PRESS RELEASE MARCH 4, 2022
Sustainable Agricultural technologies to feature in Farming Simulator 22
Modern precision farming technologies are becoming increasingly important for sustainable agricultural management. From mid-April these technologies will be available to the public in the latest Farming Simulator extension. In the game, camera and sensor technology can reduce the expenditure on pesticides and fertilisers to improve gamers’ ecological footprint.
To make farming more sustainable in Farming Simulator 22, John Deere has provided a variety of technical solutions used by modern farmers today. For example, with the help of soil samples, soil maps and nutrient sensors, the mineral and organic fertilisation can be adapted to specific areas. Cameras record the weeds and enable targeted herbicide applications. Variable sowing rates are also possible in order to optimally manage the plant populations. Players have the option of purchasing soil maps from a service provider for a fee, which saves them time to take soil samples themselves.
Players using the technologies can increase sustainability while also increasing crop yields, contributing to the new environmental score built into the game. Ultimately, all measures are aimed at reducing the impact on the environment.

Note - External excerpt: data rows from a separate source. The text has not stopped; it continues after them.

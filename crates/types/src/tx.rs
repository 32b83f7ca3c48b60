use alloy::{
    network::TransactionBuilder,
    primitives::{Address, Bytes, TxHash},
    rpc::types::TransactionRequest,
};
use serde::{Deserialize, Serialize};

/// A populated, unsigned contract call.
///
/// Produced once per planned action and never modified afterwards.
#[derive(Debug, Clone, PartialEq, Eq, Serialize, Deserialize)]
pub struct UnsignedTransaction {
    /// Contract the call is addressed to.
    to: Address,
    /// ABI-encoded calldata.
    input: Bytes,
}

impl UnsignedTransaction {
    /// Create a new unsigned transaction.
    pub const fn new(to: Address, input: Bytes) -> Self {
        Self { to, input }
    }

    /// Get the contract address.
    pub const fn to(&self) -> Address {
        self.to
    }

    /// Get the calldata.
    pub const fn input(&self) -> &Bytes {
        &self.input
    }

    /// Convert into a [`TransactionRequest`] sent from `from`.
    pub fn to_request(&self, from: Address) -> TransactionRequest {
        TransactionRequest::default()
            .with_from(from)
            .with_to(self.to)
            .with_input(self.input.clone())
    }
}

/// One entry of a bundle, before nonce assignment and signing.
///
/// Gas limit and gas price are optional. A missing limit is estimated, a
/// missing price falls back to the round's default.
#[derive(Debug, Clone, PartialEq, Eq, Serialize, Deserialize)]
#[serde(rename_all = "camelCase")]
pub struct BundleTransaction {
    /// The populated call.
    pub transaction: UnsignedTransaction,
    /// Recipient of the signed transaction.
    pub recipient: Address,
    /// Gas limit, estimated when absent.
    pub gas_limit: Option<u64>,
    /// Gas price in wei, defaulted when absent.
    pub gas_price: Option<u128>,
}

impl BundleTransaction {
    /// Wrap a populated call, sending it to the address it was populated for.
    pub const fn new(transaction: UnsignedTransaction) -> Self {
        let recipient = transaction.to;
        Self { transaction, recipient, gas_limit: None, gas_price: None }
    }

    /// Set an explicit gas limit.
    pub const fn with_gas_limit(mut self, gas_limit: u64) -> Self {
        self.gas_limit = Some(gas_limit);
        self
    }

    /// Set an explicit gas price.
    pub const fn with_gas_price(mut self, gas_price: u128) -> Self {
        self.gas_price = Some(gas_price);
        self
    }

    /// Build the request used to estimate gas for this entry.
    pub fn estimate_request(&self, from: Address) -> TransactionRequest {
        self.transaction.to_request(from).with_to(self.recipient)
    }
}

impl From<UnsignedTransaction> for BundleTransaction {
    fn from(transaction: UnsignedTransaction) -> Self {
        Self::new(transaction)
    }
}

/// A signed member of a bundle.
#[derive(Debug, Clone, Copy, PartialEq, Eq, Hash, Serialize, Deserialize)]
pub struct BundledTx {
    /// Transaction hash.
    pub hash: TxHash,
    /// Signing account.
    pub signer: Address,
    /// Nonce the transaction was signed with.
    pub nonce: u64,
}

/// An ordered set of transactions signed together as one bundle.
///
/// All members share one signer and strictly increasing nonces, so the
/// settlement layer can only apply them in this order.
#[derive(Debug, Clone, Default, PartialEq, Eq, Serialize, Deserialize)]
pub struct SignedBundle {
    /// EIP-2718 encoded signed transactions, in bundle order.
    txs: Vec<Bytes>,
    /// Hash, signer and nonce of each member, in bundle order.
    members: Vec<BundledTx>,
}

impl SignedBundle {
    /// Create an empty bundle.
    pub const fn new() -> Self {
        Self { txs: Vec::new(), members: Vec::new() }
    }

    /// Append a signed transaction.
    pub fn push(&mut self, raw: Bytes, member: BundledTx) {
        self.txs.push(raw);
        self.members.push(member);
    }

    /// Encoded transactions.
    pub fn txs(&self) -> &[Bytes] {
        &self.txs
    }

    /// Member metadata.
    pub fn members(&self) -> &[BundledTx] {
        &self.members
    }

    /// Number of transactions in the bundle.
    pub fn len(&self) -> usize {
        self.txs.len()
    }

    /// True if the bundle holds no transactions.
    pub fn is_empty(&self) -> bool {
        self.txs.is_empty()
    }

    /// Nonces of the members, in bundle order.
    pub fn nonces(&self) -> impl Iterator<Item = u64> + '_ {
        self.members.iter().map(|member| member.nonce)
    }
}
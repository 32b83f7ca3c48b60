use alloy::transports::mock::Asserter;
use std::sync::atomic::Ordering;
use volley_bundle::RoundError;
use volley_test_utils::{
    init_tracing,
    provider::{mock_provider, push_quantity},
    relay::{MockConnector, MockRelay},
    rounds::{test_round, test_tx},
    test_constants::CORE_CONTRACT,
};
use volley_types::{Resolution, SlotState};

/// Queue the nonce and height reads of one round starting at height 100.
fn settlement() -> Asserter {
    let asserter = Asserter::new();
    push_quantity(&asserter, 7);
    push_quantity(&asserter, 100);
    asserter
}

#[tokio::test]
async fn inclusion_skips_later_slots() {
    init_tracing();

    let relay = MockRelay::new().with_resolution(101, Resolution::Included);
    let connector = MockConnector::new(relay);
    let asserter = settlement();
    let (mut round, completions) = test_round(connector.clone(), mock_provider(&asserter), 3);
    let rx = round.subscribe();

    let included = round.submit(&[test_tx(CORE_CONTRACT, 1)]).await.unwrap();
    assert_eq!(included, Some(101));

    // slot 102 was never awaited
    assert_eq!(connector.relay().awaited_slots(), vec![100, 101]);

    let state = round.state();
    assert_eq!(
        state.states(),
        vec![SlotState::PassedWithoutInclusion, SlotState::Included, SlotState::Skipped]
    );
    assert_eq!(state.included_slot(), Some(101));
    assert!(round.is_submitting());
    assert!(round.is_completed());
    assert!(round.last_error().is_none());
    assert_eq!(completions.load(Ordering::SeqCst), 1);

    // start, three broadcasts, three resolutions, completion
    assert_eq!(rx.borrow().version, 8);
    assert_eq!(*rx.borrow(), state);
}

#[tokio::test]
async fn round_without_inclusion_still_completes() {
    let relay = MockRelay::new().with_resolution(100, Resolution::AccountNonceTooHigh);
    let connector = MockConnector::new(relay);
    let asserter = settlement();
    let (mut round, completions) = test_round(connector.clone(), mock_provider(&asserter), 3);

    let included = round.submit(&[test_tx(CORE_CONTRACT, 1)]).await.unwrap();
    assert_eq!(included, None);
    assert_eq!(connector.relay().awaited_slots(), vec![100, 101, 102]);
    assert_eq!(
        round.state().states(),
        vec![
            SlotState::NonceTooHigh,
            SlotState::PassedWithoutInclusion,
            SlotState::PassedWithoutInclusion
        ]
    );
    assert!(round.is_completed());
    assert_eq!(completions.load(Ordering::SeqCst), 1);
}

#[tokio::test]
async fn await_failure_ends_the_round() {
    let relay = MockRelay::new().failing_await(101);
    let connector = MockConnector::new(relay);
    let asserter = settlement();
    let (mut round, completions) = test_round(connector.clone(), mock_provider(&asserter), 3);

    let err = round.submit(&[test_tx(CORE_CONTRACT, 1)]).await.unwrap_err();
    assert!(matches!(err, RoundError::ResultAwait { slot: 101, .. }));

    assert_eq!(connector.relay().awaited_slots(), vec![100, 101]);
    assert_eq!(
        round.state().states(),
        vec![SlotState::PassedWithoutInclusion, SlotState::Submitted, SlotState::Submitted]
    );
    assert_eq!(round.last_error().as_deref(), Some("Could not await bundle result"));
    assert!(!round.is_completed());
    assert_eq!(completions.load(Ordering::SeqCst), 1);
}

#[tokio::test]
async fn setup_failure_records_error_and_completes_once() {
    let asserter = Asserter::new();
    asserter.push_failure_msg("node unavailable");
    let connector = MockConnector::new(MockRelay::new());
    let (mut round, completions) = test_round(connector.clone(), mock_provider(&asserter), 3);

    let err = round.submit(&[test_tx(CORE_CONTRACT, 1)]).await.unwrap_err();
    assert!(matches!(err, RoundError::SequenceFetch(_)));

    assert!(connector.relay().sends().is_empty());
    assert_eq!(round.last_error().as_deref(), Some("Could not retrieve nonce"));
    assert_eq!(round.state().states(), vec![SlotState::Submitting; 3]);
    assert!(!round.is_completed());
    assert_eq!(completions.load(Ordering::SeqCst), 1);
}

#[tokio::test]
async fn empty_submission_fires_callback() {
    let asserter = Asserter::new();
    let connector = MockConnector::new(MockRelay::new());
    let (mut round, completions) = test_round(connector.clone(), mock_provider(&asserter), 2);

    let err = round.submit(&[]).await.unwrap_err();
    assert!(matches!(err, RoundError::NoTransactions));
    assert_eq!(round.last_error().as_deref(), Some("No transactions to submit"));
    assert_eq!(completions.load(Ordering::SeqCst), 1);
}

#[tokio::test]
async fn clear_resets_the_handle() {
    let relay = MockRelay::new().with_resolution(100, Resolution::Included);
    let connector = MockConnector::new(relay);
    let asserter = settlement();
    let (mut round, completions) = test_round(connector.clone(), mock_provider(&asserter), 2);

    round.submit(&[test_tx(CORE_CONTRACT, 1)]).await.unwrap();
    assert!(round.is_completed());

    round.clear();
    let state = round.state();
    assert!(state.slots.is_empty());
    assert!(!round.is_submitting());
    assert!(!round.is_completed());
    assert!(round.last_error().is_none());

    // clearing is not a completion
    assert_eq!(completions.load(Ordering::SeqCst), 1);
}

#[tokio::test]
async fn handle_runs_consecutive_rounds() {
    let relay = MockRelay::new().with_resolution(100, Resolution::Included);
    let connector = MockConnector::new(relay);
    let asserter = settlement();
    push_quantity(&asserter, 8);
    push_quantity(&asserter, 200);
    let (mut round, completions) = test_round(connector.clone(), mock_provider(&asserter), 2);

    assert_eq!(round.submit(&[test_tx(CORE_CONTRACT, 1)]).await.unwrap(), Some(100));
    assert_eq!(round.submit(&[test_tx(CORE_CONTRACT, 2)]).await.unwrap(), None);

    let sends = connector.relay().sends();
    assert_eq!(sends.len(), 4);
    assert!(sends[..2].iter().all(|(_, bundle)| bundle.nonces().eq([7])));
    assert!(sends[2..].iter().all(|(_, bundle)| bundle.nonces().eq([8])));
    assert_eq!(
        round.state().states(),
        vec![SlotState::PassedWithoutInclusion, SlotState::PassedWithoutInclusion]
    );
    assert_eq!(completions.load(Ordering::SeqCst), 2);
}
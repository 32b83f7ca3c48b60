//! Constants for the Gnosis (xDai) chain the game settles on.

use crate::ChainConstants;
use std::borrow::Cow;

/// Name for the chain.
pub const NAME: &str = "Gnosis";
/// Chain ID for Gnosis.
pub const CHAIN_ID: u64 = 100;
/// Public RPC endpoint used by the game client.
pub const RPC_URL: &str = "https://rpc-df.xdaichain.com/";
/// Bundle relay endpoint.
pub const RELAY_URL: &str = "https://xdai-relay.nethermind.io/";

/// Chain constants for Gnosis.
pub const GNOSIS: ChainConstants = ChainConstants::new(
    Cow::Borrowed(NAME),
    CHAIN_ID,
    Cow::Borrowed(RPC_URL),
    Cow::Borrowed(RELAY_URL),
);
use volley_types::EntityId;

/// Errors returned by the [`Planner`].
///
/// [`Planner`]: crate::Planner
#[derive(Debug, thiserror::Error)]
#[non_exhaustive]
pub enum PlanError {
    /// The oracle failed to answer a query.
    #[error("oracle unavailable: {0}")]
    Oracle(#[source] Box<dyn core::error::Error + Send + Sync>),
    /// The source entity is unknown to the oracle.
    #[error("unknown source entity {0}")]
    UnknownSource(EntityId),
    /// The budget percentage is outside `0..=100`.
    #[error("budget percentage {0} is outside 0..=100")]
    InvalidBudget(f64),
}

impl PlanError {
    /// Box an oracle error.
    pub fn oracle<E>(error: E) -> Self
    where
        E: core::error::Error + Send + Sync + 'static,
    {
        Self::Oracle(Box::new(error))
    }
}
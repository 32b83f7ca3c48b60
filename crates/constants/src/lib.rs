//! Volley constants.
//!
//! This crate contains the chain presets (RPC endpoint, relay endpoint, chain
//! id) and the game economy constants shared by the planner and the bundle
//! engine.
//!

#![warn(
    missing_copy_implementations,
    missing_debug_implementations,
    missing_docs,
    unreachable_pub,
    clippy::missing_const_for_fn,
    rustdoc::all
)]
#![cfg_attr(not(test), warn(unused_crate_dependencies))]
#![deny(unused_must_use, rust_2018_idioms)]
#![cfg_attr(docsrs, feature(doc_cfg))]

mod chains;
pub use chains::gnosis;
#[cfg(any(test, feature = "test-utils"))]
pub use chains::test_utils;

mod types;
pub use types::{ChainConstants, KnownChains, ParseChainError};

/// Fixed-point precision the core contract applies to resource quantities.
/// Every resource amount placed in a move call is multiplied by this value.
pub const CONTRACT_PRECISION: u64 = 1000;

/// Number of public signals produced by the move circuit.
pub const MOVE_PUBLIC_INPUTS: usize = 10;

/// Total length of the `move` call input array: the circuit's public signals,
/// the two resource quantities, and one reserved slot.
pub const MOVE_INPUT_LEN: usize = MOVE_PUBLIC_INPUTS + 3;

/// Default number of consecutive future slots a bundle is raced into.
pub const DEFAULT_SLOT_WIDTH: u64 = 20;

/// Gas price applied to bundle transactions that do not carry one, in wei
/// (2 gwei).
pub const DEFAULT_GAS_PRICE: u128 = 2_000_000_000;

/// Default interval at which the relay client polls the settlement layer for
/// a new block height, in milliseconds.
pub const DEFAULT_POLL_INTERVAL_MS: u64 = 1_000;
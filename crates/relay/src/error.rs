use alloy::transports::TransportError;

/// Result type for [`FlashbotsRelay`] operations.
///
/// [`FlashbotsRelay`]: crate::client::FlashbotsRelay
pub type Result<T> = std::result::Result<T, RelayError>;

/// Errors returned by the [`FlashbotsRelay`] client.
///
/// [`FlashbotsRelay`]: crate::client::FlashbotsRelay
#[derive(thiserror::Error, Debug)]
pub enum RelayError {
    /// The relay answered with a JSON-RPC error.
    #[error("relay returned error {code}: {message}")]
    Rpc {
        /// JSON-RPC error code.
        code: i64,
        /// JSON-RPC error message.
        message: String,
    },
    /// The settlement chain is not the chain the relay was configured for.
    #[error("settlement chain id {actual} does not match expected {expected}")]
    ChainMismatch {
        /// Chain id from configuration.
        expected: u64,
        /// Chain id reported by the settlement provider.
        actual: u64,
    },
    /// The settlement node reported a height past the target block but could
    /// not return the block.
    #[error("block {0} not available from the settlement node")]
    MissingBlock(u64),

    /// An error occurred while parsing the URL.
    #[error(transparent)]
    Url(#[from] url::ParseError),

    /// An error occurred while contacting the relay.
    #[error("error contacting relay: {0}")]
    Reqwest(#[from] reqwest::Error),

    /// An error occurred while encoding the request.
    #[error("failed to encode relay request: {0}")]
    Json(#[from] serde_json::Error),

    /// An error occurred while signing the request.
    #[error("failed to sign relay request: {0}")]
    Signer(#[from] alloy::signers::Error),

    /// An error occurred while querying the settlement node.
    #[error("settlement node error: {0}")]
    Transport(#[from] TransportError),
}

The Precision Farming DLC Free extension will be available from 19th April 2022. It can be downloaded directly to the PC or to the game console. With more than one million downloads, the first version of the Precision Farming DLC extension for the Farming Simulator 2019 was a great success. With the next generation, GIANTS Software not only offers the general public the opportunity to broaden their knowledge of modern agriculture, but also puts the sustainability aspect front and centre in the popular video game.
The Precision Farming Free DLC is a joint development of John Deere, a global leader in precision farming technologies, and GIANTS Software, the developer of the most successful agriculture simulation series. The project was realised in collaboration with the University of Hohenheim, the University of Reading, the Institute of Animal Reproduction and Food Research PAS and the Spanish agricultural and food cooperative Grupo AN. The development was largely financed by EIT Food. It is the world’s largest network for innovation in the food sector, supported by the European Institute of Innovation and Technology (EIT). EIT Food aims to improve society’s knowledge of modern agriculture.